From the entries below, report how many lines contain the string "earlier". Only the number is wanted.
[Start of section]
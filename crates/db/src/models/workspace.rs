//! Private (source) dashboard rows.

use serde::{Deserialize, Serialize};
use sqlx::FromRow;
use vantage_core::types::{DbId, Timestamp};

/// A row from the `workspaces` table.
#[derive(Debug, Clone, FromRow, Serialize)]
pub struct Workspace {
    pub id: DbId,
    pub name: String,
    pub description: Option<String>,
    /// Base64-encoded manifest; `None` until the dashboard is laid out.
    pub manifest: Option<String>,
    pub owner_id: Option<DbId>,
    pub created_at: Timestamp,
    pub updated_at: Timestamp,
}

/// DTO for creating a workspace.
#[derive(Debug, Clone, Deserialize)]
pub struct CreateWorkspace {
    pub name: String,
    pub description: Option<String>,
    pub manifest: Option<String>,
    pub owner_id: Option<DbId>,
}
//! Session values and the storage façade used by request handlers.
//!
//! A session is created per logical request, hydrated by `start()`,
//! mutated through bag accessors, and persisted by `save()`. The storage
//! itself holds no cross-request state: the bag registry and metadata live
//! in an explicit per-storage context, never in process-wide statics.

pub mod bag;
pub mod memory;
pub mod storage;

pub use bag::{AttributeBag, MetadataBag, Namespace, SessionBag};
pub use memory::MemorySessionStorage;
pub use storage::PooledSessionStorage;

use std::collections::HashMap;

use crate::error::Result;

/// A single session value.
#[derive(Debug, Clone, Default)]
pub struct Session {
    /// Opaque session id token.
    pub id: String,
    /// Session name (the cookie/storage key of the hosting application).
    pub name: String,
    /// Whether the session has been started (hydrated).
    pub started: bool,
    /// Whether the session has been closed.
    pub closed: bool,
    /// Bag storage key → that bag's namespace.
    pub data: HashMap<String, Namespace>,
}

impl Session {
    pub fn new(name: impl Into<String>) -> Self {
        Self {
            name: name.into(),
            ..Self::default()
        }
    }
}

/// Generate a fresh opaque session id.
pub fn generate_session_id() -> String {
    uuid::Uuid::new_v4().simple().to_string()
}

/// Façade contract for session storages.
///
/// State machine over one session value:
/// unstarted → started → saved(→unstarted) / cleared(→started).
pub trait SessionStorage {
    /// Hydrate the session. Idempotent when already started.
    fn start(&mut self) -> Result<bool>;

    fn is_started(&self) -> bool;

    fn id(&self) -> &str;

    /// Fix the session id. Fails once the session has started; the id
    /// must be set before hydration.
    fn set_id(&mut self, id: &str) -> Result<()>;

    fn name(&self) -> &str;

    fn set_name(&mut self, name: &str);

    /// Re-stamp the metadata bag and assign a fresh id. With `destroy`
    /// set, the old backend record is removed.
    fn regenerate(&mut self, destroy: bool, lifetime: Option<i64>) -> Result<bool>;

    /// Persist the serialized bag namespaces. Fails when the session was
    /// never started or was already closed.
    fn save(&mut self) -> Result<()>;

    /// Clear every bag's in-memory content and re-hydrate the namespaces
    /// from the now-empty data map. A structural reset, not a backend
    /// destroy.
    fn clear(&mut self);

    /// Register a bag. A later registration under the same name replaces
    /// the earlier one.
    fn register_bag(&mut self, bag: AttributeBag);

    /// Access a registered bag, starting the session if necessary.
    fn bag(&mut self, name: &str) -> Result<&mut AttributeBag>;

    /// The metadata bag.
    fn metadata_bag(&self) -> &MetadataBag;
}

/// Bag registry and metadata for one storage instance.
pub(crate) struct SessionContext {
    pub session: Session,
    bags: HashMap<String, AttributeBag>,
    pub metadata: MetadataBag,
}

impl SessionContext {
    pub fn new(session_name: &str) -> Self {
        Self {
            session: Session::new(session_name),
            bags: HashMap::new(),
            metadata: MetadataBag::new(),
        }
    }

    pub fn register_bag(&mut self, bag: AttributeBag) {
        self.bags.insert(bag.name().to_string(), bag);
    }

    pub fn bag_mut(&mut self, name: &str) -> Option<&mut AttributeBag> {
        self.bags.get_mut(name)
    }

    /// Hand each bag its namespace from the session data map and mark the
    /// session started. Afterwards the data map holds a namespace for
    /// every registered bag plus the metadata bag.
    pub fn load_namespaces(&mut self) {
        for bag in self.bags.values_mut() {
            let namespace = self
                .session
                .data
                .remove(bag.storage_key())
                .unwrap_or_default();
            bag.initialize(namespace);
        }
        let meta = self
            .session
            .data
            .remove(self.metadata.storage_key())
            .unwrap_or_default();
        self.metadata.initialize(meta);

        self.session.data = self.collect_namespaces();
        self.session.started = true;
        self.session.closed = false;
    }

    /// Export every bag's namespace keyed by storage key.
    pub fn collect_namespaces(&self) -> HashMap<String, Namespace> {
        let mut data = HashMap::new();
        for bag in self.bags.values() {
            data.insert(bag.storage_key().to_string(), bag.export());
        }
        data.insert(self.metadata.storage_key().to_string(), self.metadata.export());
        data
    }

    /// Clear every bag and rebuild the namespaces from scratch.
    pub fn clear(&mut self) {
        for bag in self.bags.values_mut() {
            bag.clear();
        }
        self.metadata.clear();
        self.session.data.clear();
        self.load_namespaces();
    }
}
//! Filesystem session handler.
//!
//! Sessions are stored one file per id under the save path. Writes are
//! atomic via the temp file + rename pattern. The filesystem has no native
//! TTL, so expiry is enforced at read time against the file's mtime and
//! `garbage_collect` performs a real sweep.

use std::fs;
use std::io::Write;
use std::path::PathBuf;
use std::sync::RwLock;
use std::time::{Duration, SystemTime};

use crate::error::{Result, SatchelError};
use crate::handler::SessionHandler;

/// Session handler over a directory of session files.
pub struct FileHandler {
    save_path: RwLock<PathBuf>,
    lifetime: Duration,
}

impl FileHandler {
    pub fn new(save_path: impl Into<PathBuf>, lifetime: Duration) -> Self {
        Self {
            save_path: RwLock::new(save_path.into()),
            lifetime,
        }
    }

    fn session_path(&self, session_id: &str) -> PathBuf {
        self.save_path
            .read()
            .unwrap()
            .join(format!("sess_{}", session_id))
    }

    fn temp_path(&self, session_id: &str) -> PathBuf {
        self.save_path
            .read()
            .unwrap()
            .join(format!(".sess_{}.tmp", session_id))
    }

    fn is_expired(mtime: SystemTime, lifetime: Duration) -> bool {
        match mtime.elapsed() {
            Ok(age) => age > lifetime,
            // Clock skew put the mtime in the future; treat as fresh.
            Err(_) => false,
        }
    }

    fn atomic_write(&self, session_id: &str, payload: &[u8]) -> Result<()> {
        let final_path = self.session_path(session_id);
        let temp_path = self.temp_path(session_id);

        {
            let mut file =
                fs::File::create(&temp_path).map_err(|e| SatchelError::storage(&temp_path, e))?;
            file.write_all(payload)
                .map_err(|e| SatchelError::storage(&temp_path, e))?;
            file.sync_all()
                .map_err(|e| SatchelError::storage(&temp_path, e))?;
        }

        fs::rename(&temp_path, &final_path).map_err(|e| SatchelError::storage(&final_path, e))?;

        Ok(())
    }
}

impl SessionHandler for FileHandler {
    fn open(&self, save_path: &str, _session_name: &str) -> bool {
        if !save_path.is_empty() {
            *self.save_path.write().unwrap() = PathBuf::from(save_path);
        }

        let dir = self.save_path.read().unwrap().clone();
        match fs::create_dir_all(&dir) {
            Ok(()) => true,
            Err(err) => {
                tracing::warn!("could not create session directory {:?}: {}", dir, err);
                false
            }
        }
    }

    fn close(&self) -> bool {
        true
    }

    fn read(&self, session_id: &str) -> Result<Vec<u8>> {
        let path = self.session_path(session_id);

        if !path.exists() {
            return Ok(Vec::new());
        }

        let metadata = fs::metadata(&path).map_err(|e| SatchelError::storage(&path, e))?;
        if let Ok(mtime) = metadata.modified() {
            if Self::is_expired(mtime, self.lifetime) {
                let _ = fs::remove_file(&path);
                return Ok(Vec::new());
            }
        }

        fs::read(&path).map_err(|e| SatchelError::storage(&path, e))
    }

    fn write(&self, session_id: &str, payload: &[u8]) -> Result<bool> {
        if payload.is_empty() {
            return Ok(false);
        }
        self.atomic_write(session_id, payload)?;
        Ok(true)
    }

    fn destroy(&self, session_id: &str) -> Result<bool> {
        let path = self.session_path(session_id);
        match fs::remove_file(&path) {
            Ok(()) => Ok(true),
            Err(err) if err.kind() == std::io::ErrorKind::NotFound => Ok(true),
            Err(err) => Err(SatchelError::storage(&path, err)),
        }
    }

    fn garbage_collect(&self, max_lifetime: Duration) -> Result<bool> {
        let dir = self.save_path.read().unwrap().clone();
        if !dir.exists() {
            return Ok(true);
        }

        let entries = fs::read_dir(&dir).map_err(|e| SatchelError::storage(&dir, e))?;
        for entry in entries {
            let entry = entry.map_err(|e| SatchelError::storage(&dir, e))?;
            let path = entry.path();

            let name = entry.file_name();
            let name = name.to_string_lossy();
            if !name.starts_with("sess_") && !name.starts_with(".sess_") {
                continue;
            }

            let expired = entry
                .metadata()
                .and_then(|m| m.modified())
                .map(|mtime| Self::is_expired(mtime, max_lifetime))
                .unwrap_or(false);
            if expired {
                if let Err(err) = fs::remove_file(&path) {
                    tracing::warn!("could not remove expired session {:?}: {}", path, err);
                }
            }
        }

        Ok(true)
    }
}
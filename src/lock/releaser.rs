//! Forced lock release and the releaser registry.
//!
//! Release is an operator-triggered recovery path for stuck sessions, not
//! part of normal application flow: it deletes the lock key without
//! checking the ownership token.

use std::collections::HashMap;
use std::sync::Arc;

use crate::cache::KeyValueCache;
use crate::config::Config;
use crate::error::{Result, SatchelError};
use crate::handler::HANDLER_REDIS_LOCKING;
use crate::lock::{LockKeys, LockReader};

/// Force-releases a session's distributed lock.
pub struct LockReleaser {
    cache: Arc<dyn KeyValueCache>,
    keys: LockKeys,
}

impl LockReleaser {
    pub fn new(cache: Arc<dyn KeyValueCache>, keys: LockKeys) -> Self {
        Self { cache, keys }
    }

    /// Unconditionally delete the lock key for a session.
    ///
    /// Succeeds whether or not a lock was held; the caller only cares
    /// that the session is unlocked afterwards.
    pub fn release(&self, session_id: &str) -> Result<()> {
        let key = self.keys.lock_key(session_id);
        let removed = self.cache.delete(&key)?;
        tracing::debug!(session_id, removed, "forced session lock release");
        Ok(())
    }

    /// A reader over the same keyspace, for inspecting the holder.
    pub fn reader(&self) -> LockReader {
        LockReader::new(Arc::clone(&self.cache), self.keys.clone())
    }
}

impl std::fmt::Debug for LockReleaser {
    fn fmt(&self, f: &mut std::fmt::Formatter<'_>) -> std::fmt::Result {
        f.debug_struct("LockReleaser")
            .field("keys", &self.keys)
            .finish_non_exhaustive()
    }
}

/// Name-indexed registry of lock releasers.
///
/// Only locking-capable handlers get a releaser registered; resolving any
/// other handler name fails with [`SatchelError::NotALockingHandler`] so
/// operators do not mistake "unsupported" for "already unlocked".
#[derive(Default)]
pub struct LockReleaserPool {
    releasers: HashMap<String, Arc<LockReleaser>>,
}

impl LockReleaserPool {
    /// Create an empty pool.
    pub fn new() -> Self {
        Self::default()
    }

    /// Create a pool with the default releaser set for the given config:
    /// one releaser, registered under the locking cache handler's name.
    pub fn with_defaults(config: &Config, cache: Arc<dyn KeyValueCache>) -> Self {
        let mut pool = Self::new();
        pool.add_lock_releaser(
            HANDLER_REDIS_LOCKING,
            Arc::new(LockReleaser::new(
                cache,
                LockKeys::new(config.session.key_prefix.clone()),
            )),
        );
        pool
    }

    /// Register a releaser under a handler name. A later registration for
    /// the same name replaces the earlier one.
    pub fn add_lock_releaser(
        &mut self,
        handler_name: impl Into<String>,
        releaser: Arc<LockReleaser>,
    ) -> &mut Self {
        self.releasers.insert(handler_name.into(), releaser);
        self
    }

    /// Resolve the releaser for a handler name.
    pub fn get_lock_releaser(&self, handler_name: &str) -> Result<Arc<LockReleaser>> {
        self.releasers
            .get(handler_name)
            .cloned()
            .ok_or_else(|| SatchelError::not_a_locking_handler(handler_name))
    }
}
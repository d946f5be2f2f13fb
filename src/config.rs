//! Configuration loading for satchel.
//!
//! Configuration follows a precedence chain:
//! 1. Environment variables (highest priority)
//! 2. Config file (`~/.satchel/config.toml` or an explicit path)
//! 3. Defaults (lowest priority)
//!
//! All configuration is optional. The crate runs with sensible defaults
//! when no config exists. Connection parameters are read once at handler
//! construction and are immutable afterwards.

use serde::{Deserialize, Serialize};
use std::env;
use std::fs;
use std::path::{Path, PathBuf};
use std::time::Duration;

use crate::error::{Result, SatchelError};

/// Main configuration struct for satchel.
#[derive(Debug, Clone, Default, Serialize, Deserialize, PartialEq)]
#[serde(default)]
pub struct Config {
    /// Session lifecycle configuration.
    pub session: SessionConfig,
    /// Tenant tags stamped onto every relational row.
    pub store: StoreConfig,
    /// Keyed-cache (Redis) connection configuration.
    pub redis: RedisConfig,
    /// Relational (SQLite) configuration.
    pub sql: SqlConfig,
    /// Filesystem handler configuration.
    pub file: FileConfig,
}

/// Session lifecycle configuration.
#[derive(Debug, Clone, Serialize, Deserialize, PartialEq)]
#[serde(default)]
pub struct SessionConfig {
    /// Name of the handler the pool resolves at start().
    pub handler: String,
    /// Session name (the cookie/storage key of the hosting application).
    pub name: String,
    /// Session lifetime in seconds; doubles as the backend TTL.
    pub lifetime_secs: u64,
    /// Prefix applied to every backend key.
    pub key_prefix: String,
}

impl SessionConfig {
    /// Session lifetime as a duration.
    pub fn lifetime(&self) -> Duration {
        Duration::from_secs(self.lifetime_secs)
    }
}

impl Default for SessionConfig {
    fn default() -> Self {
        Self {
            handler: "redis".to_string(),
            name: "SESSID".to_string(),
            lifetime_secs: 600,
            key_prefix: "session:".to_string(),
        }
    }
}

/// Tenant tags for multi-tenant relational storage.
///
/// Co-located tenants must never see each other's sessions under an ID
/// collision, so every row carries this pair and every query filters on it.
#[derive(Debug, Clone, Serialize, Deserialize, PartialEq)]
#[serde(default)]
pub struct StoreConfig {
    /// Store/tenant tag.
    pub store: String,
    /// Deployment environment tag.
    pub environment: String,
}

impl Default for StoreConfig {
    fn default() -> Self {
        Self {
            store: "default".to_string(),
            environment: "development".to_string(),
        }
    }
}

/// Keyed-cache connection configuration.
#[derive(Debug, Clone, Serialize, Deserialize, PartialEq)]
#[serde(default)]
pub struct RedisConfig {
    /// Connection URL, e.g. `redis://127.0.0.1:6379/0`.
    pub url: String,
    /// Spin-lock tuning for the locking handler.
    pub lock: LockConfig,
}

impl Default for RedisConfig {
    fn default() -> Self {
        Self {
            url: "redis://127.0.0.1:6379/0".to_string(),
            lock: LockConfig::default(),
        }
    }
}

/// Spin-lock tuning parameters.
///
/// Injectable so tests can force both the acquired-first-try and the
/// exhausted-retries paths without real wall-clock delay.
#[derive(Debug, Clone, Serialize, Deserialize, PartialEq)]
#[serde(default)]
pub struct LockConfig {
    /// TTL of the lock key in milliseconds; bounds how long a crashed
    /// holder can wedge a session.
    pub ttl_millis: u64,
    /// Delay between acquisition attempts in milliseconds.
    pub retry_delay_millis: u64,
    /// Maximum acquisition attempts before the operation fails.
    pub max_attempts: u32,
}

impl LockConfig {
    pub fn ttl(&self) -> Duration {
        Duration::from_millis(self.ttl_millis)
    }

    pub fn retry_delay(&self) -> Duration {
        Duration::from_millis(self.retry_delay_millis)
    }
}

impl Default for LockConfig {
    fn default() -> Self {
        Self {
            ttl_millis: 10_000,
            retry_delay_millis: 10,
            max_attempts: 1_000,
        }
    }
}

/// Relational handler configuration.
#[derive(Debug, Clone, Default, Serialize, Deserialize, PartialEq)]
#[serde(default)]
pub struct SqlConfig {
    /// Database file path. Defaults to `<satchel home>/sessions.db`.
    pub path: Option<PathBuf>,
}

impl SqlConfig {
    /// Resolve the database path, falling back to the satchel home.
    pub fn database_path(&self) -> PathBuf {
        self.path
            .clone()
            .unwrap_or_else(|| satchel_home().join("sessions.db"))
    }
}

/// Filesystem handler configuration.
#[derive(Debug, Clone, Default, Serialize, Deserialize, PartialEq)]
#[serde(default)]
pub struct FileConfig {
    /// Directory where session files are stored.
    /// Defaults to `<satchel home>/sessions`.
    pub save_path: Option<PathBuf>,
}

impl FileConfig {
    /// Resolve the save directory, falling back to the satchel home.
    pub fn directory(&self) -> PathBuf {
        self.save_path
            .clone()
            .unwrap_or_else(|| satchel_home().join("sessions"))
    }
}

impl Config {
    /// Load configuration from the default location with env overrides.
    pub fn load() -> Self {
        let mut config = Self::load_user_config().unwrap_or_default();
        config.apply_env_overrides();
        config
    }

    /// Load configuration from an explicit file, then apply env overrides.
    pub fn load_from(path: &Path) -> Result<Self> {
        let mut config = Self::load_from_file(path)?;
        config.apply_env_overrides();
        Ok(config)
    }

    fn load_user_config() -> Option<Config> {
        let path = satchel_home().join("config.toml");
        Self::load_from_file(&path).ok()
    }

    fn load_from_file(path: &Path) -> Result<Config> {
        let content = fs::read_to_string(path).map_err(|e| SatchelError::storage(path, e))?;
        toml::from_str(&content).map_err(|e| SatchelError::config(e.to_string()))
    }

    /// Apply environment variable overrides.
    fn apply_env_overrides(&mut self) {
        if let Ok(val) = env::var("SATCHEL_SESSION_HANDLER") {
            self.session.handler = val;
        }

        if let Ok(val) = env::var("SATCHEL_SESSION_NAME") {
            self.session.name = val;
        }

        if let Ok(val) = env::var("SATCHEL_SESSION_LIFETIME_SECS") {
            if let Ok(parsed) = val.parse::<u64>() {
                self.session.lifetime_secs = parsed;
            } else {
                tracing::warn!("Invalid SATCHEL_SESSION_LIFETIME_SECS value: {}", val);
            }
        }

        if let Ok(val) = env::var("SATCHEL_STORE") {
            self.store.store = val;
        }

        if let Ok(val) = env::var("SATCHEL_ENVIRONMENT") {
            self.store.environment = val;
        }

        if let Ok(val) = env::var("SATCHEL_REDIS_URL") {
            self.redis.url = val;
        }

        if let Ok(val) = env::var("SATCHEL_SQL_PATH") {
            self.sql.path = Some(PathBuf::from(val));
        }

        if let Ok(val) = env::var("SATCHEL_FILE_SAVE_PATH") {
            self.file.save_path = Some(PathBuf::from(val));
        }

        if let Ok(val) = env::var("SATCHEL_LOCK_MAX_ATTEMPTS") {
            if let Ok(parsed) = val.parse::<u32>() {
                self.redis.lock.max_attempts = parsed;
            } else {
                tracing::warn!("Invalid SATCHEL_LOCK_MAX_ATTEMPTS value: {}", val);
            }
        }

        if let Ok(val) = env::var("SATCHEL_LOCK_RETRY_DELAY_MS") {
            if let Ok(parsed) = val.parse::<u64>() {
                self.redis.lock.retry_delay_millis = parsed;
            } else {
                tracing::warn!("Invalid SATCHEL_LOCK_RETRY_DELAY_MS value: {}", val);
            }
        }

        if let Ok(val) = env::var("SATCHEL_LOCK_TTL_MS") {
            if let Ok(parsed) = val.parse::<u64>() {
                self.redis.lock.ttl_millis = parsed;
            } else {
                tracing::warn!("Invalid SATCHEL_LOCK_TTL_MS value: {}", val);
            }
        }
    }
}

/// Get the satchel home directory.
///
/// Checks the `SATCHEL_HOME` environment variable first, then falls back
/// to `~/.satchel`, and finally to a temp-dir location for containerized
/// environments without a home directory.
pub fn satchel_home() -> PathBuf {
    if let Ok(home) = env::var("SATCHEL_HOME") {
        return PathBuf::from(home);
    }

    if let Some(home) = dirs::home_dir() {
        return home.join(".satchel");
    }

    env::temp_dir().join("satchel")
}

#[cfg(test)]
mod tests {
    use super::*;
    use serial_test::serial;
    use std::io::Write;

    #[test]
    fn test_default_config() {
        let config = Config::default();
        assert_eq!(config.session.handler, "redis");
        assert_eq!(config.session.lifetime_secs, 600);
        assert_eq!(config.session.key_prefix, "session:");
        assert_eq!(config.store.store, "default");
        assert_eq!(config.store.environment, "development");
        assert_eq!(config.redis.lock.max_attempts, 1_000);
    }

    #[test]
    fn test_lifetime_as_duration() {
        let config = Config::default();
        assert_eq!(config.session.lifetime(), Duration::from_secs(600));
        assert_eq!(config.redis.lock.ttl(), Duration::from_millis(10_000));
        assert_eq!(config.redis.lock.retry_delay(), Duration::from_millis(10));
    }

    #[test]
    fn test_load_from_file() {
        let dir = tempfile::tempdir().unwrap();
        let path = dir.path().join("config.toml");
        let mut file = fs::File::create(&path).unwrap();
        writeln!(
            file,
            r#"
[session]
handler = "redis_locking"
lifetime_secs = 1200

[store]
store = "acme"
environment = "production"

[redis.lock]
max_attempts = 25
"#
        )
        .unwrap();

        let config = Config::load_from(&path).unwrap();
        assert_eq!(config.session.handler, "redis_locking");
        assert_eq!(config.session.lifetime_secs, 1200);
        assert_eq!(config.store.store, "acme");
        assert_eq!(config.store.environment, "production");
        assert_eq!(config.redis.lock.max_attempts, 25);
        // Untouched sections keep defaults.
        assert_eq!(config.session.name, "SESSID");
        assert_eq!(config.redis.lock.retry_delay_millis, 10);
    }

    #[test]
    fn test_load_from_missing_file_errors() {
        let dir = tempfile::tempdir().unwrap();
        let result = Config::load_from(&dir.path().join("nope.toml"));
        assert!(result.is_err());
    }

    #[test]
    fn test_load_from_invalid_toml_errors() {
        let dir = tempfile::tempdir().unwrap();
        let path = dir.path().join("config.toml");
        fs::write(&path, "not [valid toml").unwrap();
        let result = Config::load_from(&path);
        assert!(matches!(result, Err(SatchelError::Config { .. })));
    }

    #[test]
    #[serial]
    fn test_env_var_overrides() {
        env::set_var("SATCHEL_SESSION_HANDLER", "sql");
        env::set_var("SATCHEL_SESSION_LIFETIME_SECS", "90");
        env::set_var("SATCHEL_STORE", "acme");
        env::set_var("SATCHEL_LOCK_MAX_ATTEMPTS", "3");

        let mut config = Config::default();
        config.apply_env_overrides();

        assert_eq!(config.session.handler, "sql");
        assert_eq!(config.session.lifetime_secs, 90);
        assert_eq!(config.store.store, "acme");
        assert_eq!(config.redis.lock.max_attempts, 3);

        env::remove_var("SATCHEL_SESSION_HANDLER");
        env::remove_var("SATCHEL_SESSION_LIFETIME_SECS");
        env::remove_var("SATCHEL_STORE");
        env::remove_var("SATCHEL_LOCK_MAX_ATTEMPTS");
    }

    #[test]
    #[serial]
    fn test_env_var_invalid_number_ignored() {
        env::set_var("SATCHEL_SESSION_LIFETIME_SECS", "not-a-number");

        let mut config = Config::default();
        config.apply_env_overrides();
        assert_eq!(config.session.lifetime_secs, 600);

        env::remove_var("SATCHEL_SESSION_LIFETIME_SECS");
    }

    #[test]
    #[serial]
    fn test_satchel_home_env_override() {
        env::set_var("SATCHEL_HOME", "/tmp/custom-satchel");
        assert_eq!(satchel_home(), PathBuf::from("/tmp/custom-satchel"));
        env::remove_var("SATCHEL_HOME");
    }

    #[test]
    fn test_sql_path_fallback() {
        let config = SqlConfig::default();
        assert!(config.database_path().ends_with("sessions.db"));

        let custom = SqlConfig {
            path: Some(PathBuf::from("/data/s.db")),
        };
        assert_eq!(custom.database_path(), PathBuf::from("/data/s.db"));
    }

    #[test]
    fn test_config_roundtrip_serialization() {
        let config = Config::default();
        let toml_str = toml::to_string(&config).unwrap();
        let parsed: Config = toml::from_str(&toml_str).unwrap();
        assert_eq!(config, parsed);
    }
}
[End of section]
### Exercise answer:
2